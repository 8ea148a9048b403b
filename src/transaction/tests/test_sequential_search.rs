use super::{request, TestHarness};
use crate::{
    message::{Message, Method, Response},
    transaction::{make_response, sequential_search, ResponseReceiver},
    transport::{Protocol, SipAddr},
    Result,
};
use tokio::sync::mpsc::unbounded_channel;

async fn collect(mut responses: ResponseReceiver) -> Vec<Response> {
    let mut all = vec![];
    while let Some(rs) = responses.recv().await {
        all.push(rs);
    }
    all
}

fn start_search(h: &TestHarness, addresses: Vec<SipAddr>, method: &str) -> ResponseReceiver {
    let (tu, responses) = unbounded_channel();
    let transactions = h.transactions.clone();
    let transport = h.transport.clone();
    let rq = request(method);
    tokio::spawn(async move {
        sequential_search(&transactions, &transport, addresses, rq, tu).await;
    });
    responses
}

#[tokio::test(start_paused = true)]
async fn test_failover_to_second_address() -> Result<()> {
    let mut h = TestHarness::new(Protocol::Tcp);
    // no UDP socket: opening the first hop fails
    let unreachable = SipAddr::new(Protocol::Udp, "10.0.0.9", 5060);
    let responses = start_search(&h, vec![unreachable, h.target.clone()], "OPTIONS");

    let forwarded = match h.next_sent().await {
        Message::Request(rq) => rq,
        other => panic!("unexpected {:?}", other),
    };
    // our Via on top of the original one
    assert_eq!(forwarded.headers.via().len(), 2);
    assert_eq!(forwarded.headers.via()[1].host, "pc33.atlanta.example.com");
    h.receive_response(make_response(&forwarded, 200, None));

    let statuses: Vec<u16> = collect(responses).await.iter().map(|rs| rs.status).collect();
    assert_eq!(statuses, vec![200]);
    Ok(())
}

#[tokio::test(start_paused = true)]
async fn test_send_error_fails_over() -> Result<()> {
    let mut h = TestHarness::new(Protocol::Tcp);
    let (broken, _incoming, _outgoing) = crate::transport::channel::ChannelConnection::create_connection(
        SipAddr::new(Protocol::Tcp, "10.0.0.1", 5060),
    );
    broken.set_broken(true);
    let broken_target = SipAddr::new(Protocol::Tcp, "10.0.0.3", 5060);
    h.transport.add_connection(broken.into(), broken_target.clone());

    let responses = start_search(&h, vec![broken_target, h.target.clone()], "OPTIONS");
    let forwarded = match h.next_sent().await {
        Message::Request(rq) => rq,
        other => panic!("unexpected {:?}", other),
    };
    h.receive_response(make_response(&forwarded, 180, None));
    h.receive_response(make_response(&forwarded, 200, None));

    let statuses: Vec<u16> = collect(responses).await.iter().map(|rs| rs.status).collect();
    assert_eq!(statuses, vec![180, 200]);
    Ok(())
}

#[tokio::test(start_paused = true)]
async fn test_committed_attempt_passes_everything() -> Result<()> {
    let mut h = TestHarness::new(Protocol::Tcp);
    let other = SipAddr::new(Protocol::Udp, "10.0.0.9", 5060);
    let responses = start_search(&h, vec![h.target.clone(), other], "INVITE");

    let forwarded = match h.next_sent().await {
        Message::Request(rq) => rq,
        other => panic!("unexpected {:?}", other),
    };
    assert_eq!(forwarded.method, Method::Invite);
    h.receive_response(make_response(&forwarded, 180, None));
    // committed: a later 503 is passed on instead of searching further
    h.receive_response(make_response(&forwarded, 503, None));

    let statuses: Vec<u16> = collect(responses).await.iter().map(|rs| rs.status).collect();
    assert_eq!(statuses, vec![180, 503]);
    Ok(())
}

#[tokio::test(start_paused = true)]
async fn test_exhausted_search() -> Result<()> {
    let h = TestHarness::new(Protocol::Tcp);
    let statuses: Vec<u16> = collect(start_search(&h, vec![], "OPTIONS"))
        .await
        .iter()
        .map(|rs| rs.status)
        .collect();
    assert_eq!(statuses, vec![404]);

    let unreachable = SipAddr::new(Protocol::Udp, "10.0.0.9", 5060);
    let statuses: Vec<u16> = collect(start_search(&h, vec![unreachable], "OPTIONS"))
        .await
        .iter()
        .map(|rs| rs.status)
        .collect();
    assert_eq!(statuses, vec![503]);
    Ok(())
}

#[tokio::test(start_paused = true)]
async fn test_lost_flow_is_430() -> Result<()> {
    let h = TestHarness::new(Protocol::Tcp);
    let gone = SipAddr::new(Protocol::Tcp, "203.0.113.5", 40000).with_local("10.0.0.1:5060".parse()?);
    let statuses: Vec<u16> = collect(start_search(&h, vec![gone, h.target.clone()], "OPTIONS"))
        .await
        .iter()
        .map(|rs| rs.status)
        .collect();
    assert_eq!(statuses, vec![430]);
    Ok(())
}

#[tokio::test(start_paused = true)]
async fn test_cancel_keeps_its_via() -> Result<()> {
    let mut h = TestHarness::new(Protocol::Tcp);
    let _responses = start_search(&h, vec![h.target.clone()], "CANCEL");
    match h.next_sent().await {
        Message::Request(rq) => {
            assert_eq!(rq.headers.via().len(), 1);
            assert_eq!(
                rq.headers.top_via().and_then(|v| v.branch()),
                Some("z9hG4bK776asdhds")
            );
        }
        other => panic!("unexpected {:?}", other),
    }
    Ok(())
}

## Description of the task
The result should be every line of the material that contains the word "headers", so copy those lines.

## Your solution
    assert_eq!(forwarded.headers.via().len(), 2);
    assert_eq!(forwarded.headers.via()[1].host, "pc33.atlanta.example.com");
            assert_eq!(rq.headers.via().len(), 1);
                rq.headers.top_via().and_then(|v| v.branch()),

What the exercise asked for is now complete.